Risks of new communication channels
How we work is always changing, and so are the tools we use to connect. Messaging apps like WhatsApp are virtually everywhere, posing a considerable problem for compliance teams who are often scrambling to keep pace. Every off-channel fine starts with the same false assumption: ‘We had a policy for that.’
Regulators don’t care about your intent. They want records. To properly manage these growing regulatory demands, organisations need to be nimble but precise, and implement solid, carefully planned compliance strategies.
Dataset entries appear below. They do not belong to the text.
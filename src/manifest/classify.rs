//! Manifest vs. binary classification.
//!
//! Classification runs an ordered list of [`Classifier`] strategies; the
//! first definite answer wins. Body sniffing is separate because it needs
//! downloaded bytes and only runs on the paths that already have them.

use crate::origin::probe::{probe_head, ProbeCache};
use crate::origin::{OriginClient, OriginTarget};

/// Definite kind of a proxied resource.
#[derive(Debug, Clone, Copy, PartialEq, Eq)]
pub enum ContentKind {
    Manifest,
    Binary,
}

/// Answer of a single strategy.
#[derive(Debug, Clone, Copy, PartialEq, Eq)]
pub enum Classification {
    Manifest,
    Binary,
    Unknown,
}

/// Final decision plus the strategy that made it.
#[derive(Debug, Clone, Copy, PartialEq, Eq)]
pub struct Verdict {
    pub kind: ContentKind,
    pub source: Classifier,
}

impl Verdict {
    /// Forced by the caller (`type=m3u8|file`).
    pub fn forced(kind: ContentKind) -> Self {
        Self {
            kind,
            source: Classifier::Forced,
        }
    }

    /// Whether the binary path should still sniff the body for `#EXTM3U`.
    pub fn is_guess(&self) -> bool {
        self.source == Classifier::Default
    }
}

const MANIFEST_KEYWORDS: [&str; 9] = [
    "playlist", "live", "stream", "hls", "manifest", "m3u8", "ts", "segment", "chunk",
];

const MANIFEST_CONTENT_TYPES: [&str; 2] = ["application/vnd.apple.mpegurl", "application/x-mpegurl"];

/// A classification strategy.
#[derive(Debug, Clone, Copy, PartialEq, Eq)]
pub enum Classifier {
    /// URL path extension: `.m3u8`/`.m3u` manifest, `.ts` binary.
    Extension,
    /// Streaming keywords in host, path or query.
    Keyword,
    /// Content-Type of a short HEAD request.
    HeadProbe,
    /// Everything else is binary.
    Default,
    /// Not a strategy: marks caller-forced verdicts.
    Forced,
}

impl Classifier {
    /// The standard chain, in order.
    pub fn chain() -> Vec<Classifier> {
        vec![
            Classifier::Extension,
            Classifier::Keyword,
            Classifier::HeadProbe,
            Classifier::Default,
        ]
    }

    pub async fn classify(
        &self,
        target: &OriginTarget,
        client: &OriginClient,
        cache: &ProbeCache,
    ) -> Classification {
        match self {
            Classifier::Extension => by_extension(target),
            Classifier::Keyword => by_keyword(target),
            Classifier::HeadProbe => match probe_head(client, cache, target).await {
                Some(probe) => by_content_type(probe.content_type.as_deref()),
                None => Classification::Unknown,
            },
            Classifier::Default => Classification::Binary,
            Classifier::Forced => Classification::Unknown,
        }
    }
}

/// Run `chain` and return the first definite verdict (binary if none).
pub async fn classify(
    chain: &[Classifier],
    target: &OriginTarget,
    client: &OriginClient,
    cache: &ProbeCache,
) -> Verdict {
    for classifier in chain {
        let kind = match classifier.classify(target, client, cache).await {
            Classification::Manifest => ContentKind::Manifest,
            Classification::Binary => ContentKind::Binary,
            Classification::Unknown => continue,
        };
        tracing::debug!(url = %target.url, ?kind, ?classifier, "Classified target");
        return Verdict {
            kind,
            source: *classifier,
        };
    }
    Verdict {
        kind: ContentKind::Binary,
        source: Classifier::Default,
    }
}

fn by_extension(target: &OriginTarget) -> Classification {
    let path = target.url.path().to_ascii_lowercase();
    if path.ends_with(".m3u8") || path.ends_with(".m3u") {
        Classification::Manifest
    } else if path.ends_with(".ts") {
        Classification::Binary
    } else {
        Classification::Unknown
    }
}

fn by_keyword(target: &OriginTarget) -> Classification {
    let haystack = format!(
        "{}{}?{}",
        target.url.host_str().unwrap_or_default(),
        target.url.path(),
        target.url.query().unwrap_or_default()
    )
    .to_ascii_lowercase();

    if MANIFEST_KEYWORDS.iter().any(|kw| haystack.contains(kw)) {
        Classification::Manifest
    } else {
        Classification::Unknown
    }
}

fn by_content_type(content_type: Option<&str>) -> Classification {
    let Some(ct) = content_type else {
        return Classification::Unknown;
    };
    if MANIFEST_CONTENT_TYPES.contains(&ct) {
        Classification::Manifest
    } else if ct.starts_with("video/")
        || ct.starts_with("image/")
        || ct.starts_with("audio/")
        || ct == "application/pdf"
    {
        Classification::Binary
    } else {
        Classification::Unknown
    }
}

/// Whether `body` starts with `#EXTM3U`, ignoring a UTF-8 BOM and leading whitespace.
pub fn sniff_manifest(body: &[u8]) -> bool {
    let body = body.strip_prefix(b"\xEF\xBB\xBF").unwrap_or(body);
    let start = body
        .iter()
        .position(|b| !b.is_ascii_whitespace())
        .unwrap_or(body.len());
    body[start..].starts_with(b"#EXTM3U")
}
Watertight compliance relies on transparent visibility and tight control over every communication platform and the information flowing through them. Without it, organisations are skating on thin ice. Allowing staff to use unapproved, unmonitored channels to chat is a straight path to serious regulatory headaches, with the genuine risk of hefty fines.
But the key issue here isn’t the tool itself; it’s the lack of oversight. New channels will always be emerging; it’s about making sure they’re monitored. So, overseeing all interactions isn’t just a good idea – it’s essential.
Swamped by data, pinched by regulations
Keeping tabs on all internal and external communications has never been simple. More recently, the SEC has notably ramped up its enforcement, significantly increasing the stakes. This year alone,12 firms paid $63 million in fines – not for what they said, but where they said it. Every order detailed the same mistake: employees, including senior leadership, using off-channel apps without approved archiving. The communications were business-related, and the firms couldn’t produce them. That was enough.
In highly regulated industries like finance, diligent record-keeping is non-negotiable. But as communication channels multiply, so does the data, and every piece must be monitored and archived accurately.
And for those who fall behind on their record-keeping? Regulators are increasingly naming, shaming and fining firms that don’t measure up.
The human cost of compliance debt
The cost of compliance overload isn’t just fines – it’s people.
Every day, compliance officers face a shifting regulatory landscape. They’re often expected to handle everything, and their responsibilities keep expanding with each new directive. When review queues explode, compliance teams don’t sleep. They triage. They firefight. They burn out.
This expectation for compliance officers to know everything and be everywhere takes a heavy toll. Many report feeling overwhelmed and spread too thin, and now 74% of organisations see compliance as a burden. But are these organisations right to do so?
On one hand, the high levels of anxiety aren’t a minor detail; they’re a real business risk. The constant need to perform without error across so many complex areas can easily result in burnout, lower job satisfaction, and, crucially, lead to critical compliance gaps. What started as alert fatigue ends up as systematic risk.
I’ve seen it:
- Strategic initiatives stall because teams are stuck responding to harmless flags.
- High-risk messages go unreviewed, buried under the noise.
- Other departments stall, waiting on guidance from an overstretched team.
But on the other hand, while this level of burnout poses a massive problem to the overall compliance strategy, organisations are well-positioned to manage it – if they invest in the proper resources.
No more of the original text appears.